The attorneys general of Alaska, Arkansas, Iowa, Kansas, Nebraska, New Hampshire, North Dakota, South Dakota and Wyoming participated in the lawsuit. All are Republicans, except for Democratic Iowa Attorney General Tom Miller, whose state is led by Republican government Kim Reynolds.
A CMS spokesperson declined to comment on the lawsuit.
As a payer for Medicare and Medicaid programs, the federal government already requires providers to meet a range of quality, health and safety requirements.
“It seems pretty easy to match a vaccination requirement with the eligibility requirements of very diverse types of gardens,” said Sidney Watson, director of the Center for Health Law Studies at Saint Louis University.
In announcing the rule, CMS said the COVID-19 vaccine requirements by private health systems and previous vaccine mandates by states for other diseases have not resulted in widespread layoffs of health workers.
But the lawsuit argues that numerous health workers are likely to be fired, retire or retire in lieu of getting vaccinated for COVID-19, which it said “endangers the health interests of rural Americans.”
The lawsuit highlights concerns from administrators of rural hospitals in Missouri and Nebraska. For example, it says Great Plains Health in North Platte, Nebraska, can only staff about 70 of its 116 beds due to staff shortages, and has been told by a majority of behavioral health department staff that they would rather resign than be vaccinated.
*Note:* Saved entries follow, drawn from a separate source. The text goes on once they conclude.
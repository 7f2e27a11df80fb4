//! CLI command implementations
//!
//! This module contains implementations of various commands
//! supported by the CLI application using the Command pattern.

pub mod command_traits;
pub mod arguments;
pub mod generate_command;
pub mod describe_crs_command;
pub mod bounds_command;
pub mod interactive_command;

pub use command_traits::{Command, CommandFactory};
pub use generate_command::GenerateCommand;
pub use describe_crs_command::DescribeCrsCommand;
pub use bounds_command::BoundsCommand;
pub use interactive_command::{InteractiveCommand, ParameterWizard};

use clap::ArgMatches;
use crate::grid::errors::GridResult;

/// Factory for creating command instances based on CLI arguments
///
/// This factory examines the command-line arguments and creates
/// the appropriate command instance for execution.
pub struct GridkitCommandFactory;

impl GridkitCommandFactory {
    /// Create a new factory instance
    pub fn new() -> Self {
        GridkitCommandFactory
    }
}

impl Default for GridkitCommandFactory {
    fn default() -> Self {
        GridkitCommandFactory::new()
    }
}

impl CommandFactory for GridkitCommandFactory {
    fn create_command(&self, args: &ArgMatches) -> GridResult<Box<dyn Command>> {
        if args.get_one::<String>("describe-crs").is_some() {
            Ok(Box::new(DescribeCrsCommand::new(args)?))
        } else if args.get_flag("interactive") {
            Ok(Box::new(InteractiveCommand::new(args)?))
        } else if args.get_flag("bounds") {
            Ok(Box::new(BoundsCommand::new(args)?))
        } else {
            // Default to generating a grid
            Ok(Box::new(GenerateCommand::new(args)?))
        }
    }
}
//! Tests for the lattice generator

extern crate std;

use crate::coordinate::Point2D;
use crate::grid::lattice::{expected_len, generate, LatticeIter};
use crate::grid::spacing::GridSpacing;

fn spacing(value: i64) -> GridSpacing {
    GridSpacing::new(value).unwrap()
}

#[test]
fn test_first_point_is_south_west_corner() {
    let sw = Point2D::new(694_743.123_456_7, 3_210_987.654_321);
    let ne = Point2D::new(883_412.0, 3_434_001.0);

    let lattice = generate(sw, ne, spacing(100_000));

    let first = lattice.first().unwrap();
    std::assert_eq!(first.x.to_bits(), sw.x.to_bits());
    std::assert_eq!(first.y.to_bits(), sw.y.to_bits());
}

#[test]
fn test_point_count_for_exact_multiple() {
    let lattice = generate(Point2D::new(0.0, 0.0), Point2D::new(1000.0, 250.0), spacing(100));

    // 10 columns (0..900) by 3 rows (0, 100, 200)
    std::assert_eq!(lattice.len(), 30);
    std::assert_eq!(expected_len(Point2D::new(0.0, 0.0), Point2D::new(1000.0, 250.0), spacing(100)), 30);
}

#[test]
fn test_point_count_for_partial_cells() {
    let sw = Point2D::new(0.5, 0.5);
    let ne = Point2D::new(1000.5, 1000.2);

    let lattice = generate(sw, ne, spacing(250));

    std::assert_eq!(lattice.len(), 16);
    std::assert_eq!(lattice.len(), expected_len(sw, ne, spacing(250)));
}

#[test]
fn test_north_and_east_edges_are_excluded() {
    let lattice = generate(Point2D::new(0.0, 0.0), Point2D::new(300.0, 300.0), spacing(100));

    std::assert_eq!(lattice.len(), 9);
    std::assert!(lattice.iter().all(|p| p.x < 300.0 && p.y < 300.0));
    std::assert_eq!(lattice.points().last(), Some(&Point2D::new(200.0, 200.0)));
}

#[test]
fn test_points_stay_inside_half_open_extent() {
    let sw = Point2D::new(-1234.5, 987.25);
    let ne = Point2D::new(8765.5, 5000.75);

    let lattice = generate(sw, ne, spacing(333));

    std::assert!(!lattice.is_empty());
    for p in &lattice {
        std::assert!(p.x >= sw.x && p.x < ne.x, "x out of range: {}", p.x);
        std::assert!(p.y >= sw.y && p.y < ne.y, "y out of range: {}", p.y);
    }
}

#[test]
fn test_column_major_order() {
    let lattice = generate(Point2D::new(0.0, 0.0), Point2D::new(200.0, 300.0), spacing(100));

    let expected = vec![
        Point2D::new(0.0, 0.0),
        Point2D::new(0.0, 100.0),
        Point2D::new(0.0, 200.0),
        Point2D::new(100.0, 0.0),
        Point2D::new(100.0, 100.0),
        Point2D::new(100.0, 200.0),
    ];
    std::assert_eq!(lattice.points(), expected.as_slice());
}

#[test]
fn test_equal_corners_yield_no_points() {
    let corner = Point2D::new(500_000.0, 3_300_000.0);

    let lattice = generate(corner, corner, spacing(500));

    std::assert!(lattice.is_empty());
    std::assert_eq!(expected_len(corner, corner, spacing(500)), 0);
}

#[test]
fn test_inverted_or_flat_extents_yield_no_points() {
    let flipped_x = generate(Point2D::new(10.0, 0.0), Point2D::new(0.0, 10.0), spacing(1));
    let flipped_y = generate(Point2D::new(0.0, 10.0), Point2D::new(10.0, 0.0), spacing(1));
    let flat = generate(Point2D::new(0.0, 5.0), Point2D::new(10.0, 5.0), spacing(1));

    std::assert!(flipped_x.is_empty());
    std::assert!(flipped_y.is_empty());
    std::assert!(flat.is_empty());
}

#[test]
fn test_spacing_larger_than_extent_yields_single_point() {
    let sw = Point2D::new(12.0, 34.0);

    let lattice = generate(sw, Point2D::new(13.0, 35.0), spacing(1_000_000));

    std::assert_eq!(lattice.points(), &[sw]);
}

#[test]
fn test_generation_is_bit_identical_across_calls() {
    let sw = Point2D::new(694_743.1, 3_210_987.3);
    let ne = Point2D::new(883_412.7, 3_434_001.9);

    let first = generate(sw, ne, spacing(7_919));
    let second = generate(sw, ne, spacing(7_919));

    std::assert_eq!(first.len(), second.len());
    for (a, b) in first.iter().zip(second.iter()) {
        std::assert_eq!(a.x.to_bits(), b.x.to_bits());
        std::assert_eq!(a.y.to_bits(), b.y.to_bits());
    }
}

#[test]
fn test_iterator_matches_generate() {
    let sw = Point2D::new(-50.0, -75.0);
    let ne = Point2D::new(1000.0, 640.0);

    let collected: Vec<Point2D> = LatticeIter::new(sw, ne, spacing(90)).collect();

    std::assert_eq!(collected, generate(sw, ne, spacing(90)).into_points());
}

#[test]
fn test_steps_accumulate_by_addition() {
    // x must follow the additive sequence, not sw.x + i * spacing
    let sw = Point2D::new(0.1, 0.1);
    let lattice = generate(sw, Point2D::new(10.0, 0.2), spacing(3));

    let mut x = 0.1_f64;
    let mut expected = Vec::new();
    while x < 10.0 {
        expected.push(x);
        x += 3.0;
    }
    let xs: Vec<f64> = lattice.iter().map(|p| p.x).collect();
    std::assert_eq!(xs, expected);
}

#[test]
fn test_generation_terminates_when_step_is_below_precision() {
    // At 1e17 adding 1 no longer changes the value
    let sw = Point2D::new(1e17, 0.0);
    let ne = Point2D::new(1e17 + 64.0, 10.0);

    let lattice = generate(sw, ne, spacing(1));

    std::assert_eq!(lattice.len(), 10);
    std::assert!(lattice.iter().all(|p| p.x == 1e17));
}
//! Reduction of input geometries to their bounding rectangle

use geo::{BoundingRect, GeometryCollection};
use log::debug;
use super::bbox::BoundingRectangle;
use crate::grid::errors::{GridError, GridResult};

/// Compute the axis-aligned rectangle enclosing every vertex of a collection
///
/// Works in whatever CRS the geometries are expressed in; nothing is reprojected.
///
/// # Returns
/// The enclosing rectangle, or `EmptyInput` if there is no geometry or no vertex
pub fn extent(geometries: &GeometryCollection<f64>) -> GridResult<BoundingRectangle> {
    if geometries.0.is_empty() {
        return Err(GridError::EmptyInput("no geometry found in input".to_string()));
    }

    let rect = geometries.bounding_rect()
        .ok_or_else(|| GridError::EmptyInput(format!(
            "{} geometries found but none has vertices", geometries.0.len())))?;

    let bounds = BoundingRectangle::from(rect);
    debug!("Extent of {} geometries: min=({}, {}) max=({}, {})",
           geometries.0.len(), bounds.min_x(), bounds.min_y(), bounds.max_x(), bounds.max_y());

    Ok(bounds)
}
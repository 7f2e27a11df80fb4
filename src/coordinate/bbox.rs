//! Bounding rectangle structure for defining extents

use super::point::Point2D;
use crate::grid::errors::{GridError, GridResult};

/// An axis-aligned rectangle in a single coordinate system
///
/// Always satisfies `min_x <= max_x` and `min_y <= max_y`.
#[derive(Debug, Clone, Copy, PartialEq)]
pub struct BoundingRectangle {
    min_x: f64,
    min_y: f64,
    max_x: f64,
    max_y: f64,
}

impl BoundingRectangle {
    /// Create a new bounding rectangle
    ///
    /// Fails with `InvalidInput` when a coordinate is not finite or a
    /// minimum exceeds its maximum.
    pub fn new(min_x: f64, min_y: f64, max_x: f64, max_y: f64) -> GridResult<Self> {
        if ![min_x, min_y, max_x, max_y].iter().all(|v| v.is_finite()) {
            return Err(GridError::InvalidInput(format!(
                "Bounding rectangle has non-finite coordinates: ({}, {}, {}, {})",
                min_x, min_y, max_x, max_y
            )));
        }
        if min_x > max_x || min_y > max_y {
            return Err(GridError::InvalidInput(format!(
                "Bounding rectangle minimum exceeds maximum: ({}, {}, {}, {})",
                min_x, min_y, max_x, max_y
            )));
        }

        Ok(BoundingRectangle { min_x, min_y, max_x, max_y })
    }

    /// Parse a bounding rectangle from a string (format: "minx,miny,maxx,maxy")
    pub fn from_string(bbox_str: &str) -> GridResult<Self> {
        let parts: Vec<&str> = bbox_str.split(',').collect();
        if parts.len() != 4 {
            return Err(GridError::InvalidInput(
                "Bounding box must have 4 comma-separated values".to_string()));
        }

        let parse = |name: &str, raw: &str| {
            raw.trim().parse::<f64>()
                .map_err(|_| GridError::InvalidInput(format!("Invalid {} value: {}", name, raw.trim())))
        };

        let min_x = parse("min_x", parts[0])?;
        let min_y = parse("min_y", parts[1])?;
        let max_x = parse("max_x", parts[2])?;
        let max_y = parse("max_y", parts[3])?;

        BoundingRectangle::new(min_x, min_y, max_x, max_y)
    }

    pub fn min_x(&self) -> f64 {
        self.min_x
    }

    pub fn min_y(&self) -> f64 {
        self.min_y
    }

    pub fn max_x(&self) -> f64 {
        self.max_x
    }

    pub fn max_y(&self) -> f64 {
        self.max_y
    }

    /// Get the width of the rectangle
    pub fn width(&self) -> f64 {
        self.max_x - self.min_x
    }

    /// Get the height of the rectangle
    pub fn height(&self) -> f64 {
        self.max_y - self.min_y
    }

    /// Get the center point of the rectangle
    pub fn center(&self) -> Point2D {
        Point2D::new(
            self.min_x + self.width() / 2.0,
            self.min_y + self.height() / 2.0,
        )
    }

    /// Lower-left corner
    pub fn south_west(&self) -> Point2D {
        Point2D::new(self.min_x, self.min_y)
    }

    /// Upper-right corner
    pub fn north_east(&self) -> Point2D {
        Point2D::new(self.max_x, self.max_y)
    }

    /// Check if this rectangle contains a point (edges included)
    pub fn contains(&self, point: &Point2D) -> bool {
        point.x >= self.min_x && point.x <= self.max_x &&
            point.y >= self.min_y && point.y <= self.max_y
    }
}

impl From<geo::Rect<f64>> for BoundingRectangle {
    fn from(rect: geo::Rect<f64>) -> Self {
        // geo::Rect normalises its corners on construction
        BoundingRectangle {
            min_x: rect.min().x,
            min_y: rect.min().y,
            max_x: rect.max().x,
            max_y: rect.max().y,
        }
    }
}
//! Text formatting helpers for console reports

/// Indent a single-line WKT definition, one node per line
///
/// Nodes that hold only literal values stay on one line, e.g.
/// `UNIT["metre",1]`, while nodes containing other nodes are expanded.
pub fn pretty_wkt(wkt: &str) -> String {
    let chars: Vec<char> = wkt.trim().chars().collect();
    let mut out = String::with_capacity(chars.len() * 2);
    let mut depth = 0usize;
    let mut in_quotes = false;

    for (i, &c) in chars.iter().enumerate() {
        if in_quotes {
            out.push(c);
            if c == '"' {
                in_quotes = false;
            }
            continue;
        }

        match c {
            '"' => {
                in_quotes = true;
                out.push(c);
            },
            '[' => {
                depth += 1;
                out.push(c);
            },
            ']' => {
                depth = depth.saturating_sub(1);
                out.push(c);
            },
            ',' if starts_node(&chars[i + 1..]) => {
                out.push(',');
                out.push('\n');
                out.push_str(&"    ".repeat(depth));
            },
            _ => out.push(c),
        }
    }

    out
}

// A keyword followed by '[' starts a nested node
fn starts_node(rest: &[char]) -> bool {
    let keyword_len = rest.iter()
        .take_while(|c| c.is_ascii_alphanumeric() || **c == '_')
        .count();
    keyword_len > 0 && rest.get(keyword_len) == Some(&'[')
}

/// Format a coordinate with fixed decimals, for display
pub fn format_coordinate(value: f64, decimals: usize) -> String {
    format!("{:.*}", decimals, value)
}
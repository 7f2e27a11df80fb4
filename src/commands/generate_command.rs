//! Grid generation command
//!
//! Runs the full pipeline: read the input extent (or take it from `--bbox`),
//! transform its corners, generate the lattice and write it.

use clap::ArgMatches;
use log::info;

use crate::api::{GridKit, GridRun};
use crate::commands::arguments;
use crate::commands::command_traits::Command;
use crate::config::GridParameters;
use crate::coordinate::BoundingRectangle;
use crate::grid::errors::GridResult;

/// Command for generating a grid file
pub struct GenerateCommand {
    /// Resolved pipeline parameters
    params: GridParameters,
    /// Extent given on the command line, replacing the input file
    bbox: Option<BoundingRectangle>,
    /// Whether to draw a progress bar
    show_progress: bool,
}

impl GenerateCommand {
    /// Create a new generate command
    ///
    /// # Arguments
    /// * `args` - CLI argument matches from clap
    ///
    /// # Returns
    /// A new GenerateCommand instance or an error
    pub fn new(args: &ArgMatches) -> GridResult<Self> {
        let params = arguments::resolve_parameters(args)?;
        let bbox = arguments::bbox_argument(args)?;
        let show_progress = arguments::show_progress(args);

        Ok(GenerateCommand::from_parameters(params, bbox, show_progress))
    }

    /// Create a command from already resolved parameters
    pub fn from_parameters(params: GridParameters, bbox: Option<BoundingRectangle>, show_progress: bool) -> Self {
        GenerateCommand {
            params,
            bbox,
            show_progress,
        }
    }

    /// Run the pipeline and return its structured result
    pub fn run(&self) -> GridResult<GridRun> {
        let kit = GridKit::new().with_progress(self.show_progress);
        match self.bbox {
            Some(extent) => {
                info!("Using bounding box from the command line instead of {}",
                      self.params.source_path.display());
                kit.generate_for_extent(extent, &self.params)
            },
            None => kit.generate_with(&self.params),
        }
    }
}

/// Render the summary of a finished run
pub fn summarize(run: &GridRun) -> String {
    let mut summary = String::new();
    summary.push_str("Grid generation complete\n");
    summary.push_str(&format!("  Source CRS:   {}\n", run.source_crs.description()));
    summary.push_str(&format!("  Target CRS:   {}\n", run.target_crs.description()));
    summary.push_str(&format!("  Input extent: ({}, {}) - ({}, {})\n",
                              run.source_extent.min_x(), run.source_extent.min_y(),
                              run.source_extent.max_x(), run.source_extent.max_y()));
    summary.push_str(&format!("  SW corner:    {}\n", run.transformed_sw));
    summary.push_str(&format!("  NE corner:    {}\n", run.transformed_ne));
    summary.push_str(&format!("  Spacing:      {} {}\n", run.spacing, run.target_crs.unit()));
    summary.push_str(&format!("  Points:       {}\n", run.table.len()));
    summary.push_str(&format!("  Output:       {}\n", run.destination_path.display()));
    summary
}

impl Command for GenerateCommand {
    fn execute(&self) -> GridResult<()> {
        let run = self.run()?;
        print!("{}", summarize(&run));
        Ok(())
    }
}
The Arkansas Department of Human Services has more than 1,000 open job openings in its health care facilities, and a vaccine mandate would exacerbate the staff shortage, said Arkansas Attorney General Leslie Rutledge.
Vaccination mandates in the workplace have become more common in recent times and have generally led to significant compliance.
In New York City, more than 90% of city employees had received the vaccine before a mandate began on Nov. 1. But The New York Times reported that about 9,000 were placed on paid leave for not following the rules, and thousands of others sought religious or medical exemptions.
In the private sector, United Airlines recently demanded 67,000 American employees to be vaccinated or fired. Only a few hundred refused, although about 2,000 requested exemptions. In August, Tyson Foods told its 120,000 U.S. employees to be vaccinated by November 1. Last week, the company said more than 96% of its staff had been vaccinated, including 60,500 people who received their injections after the August announcement.
Associated Press writer Geoff Mulvihill contributed from Cherry Hill, New Jersey.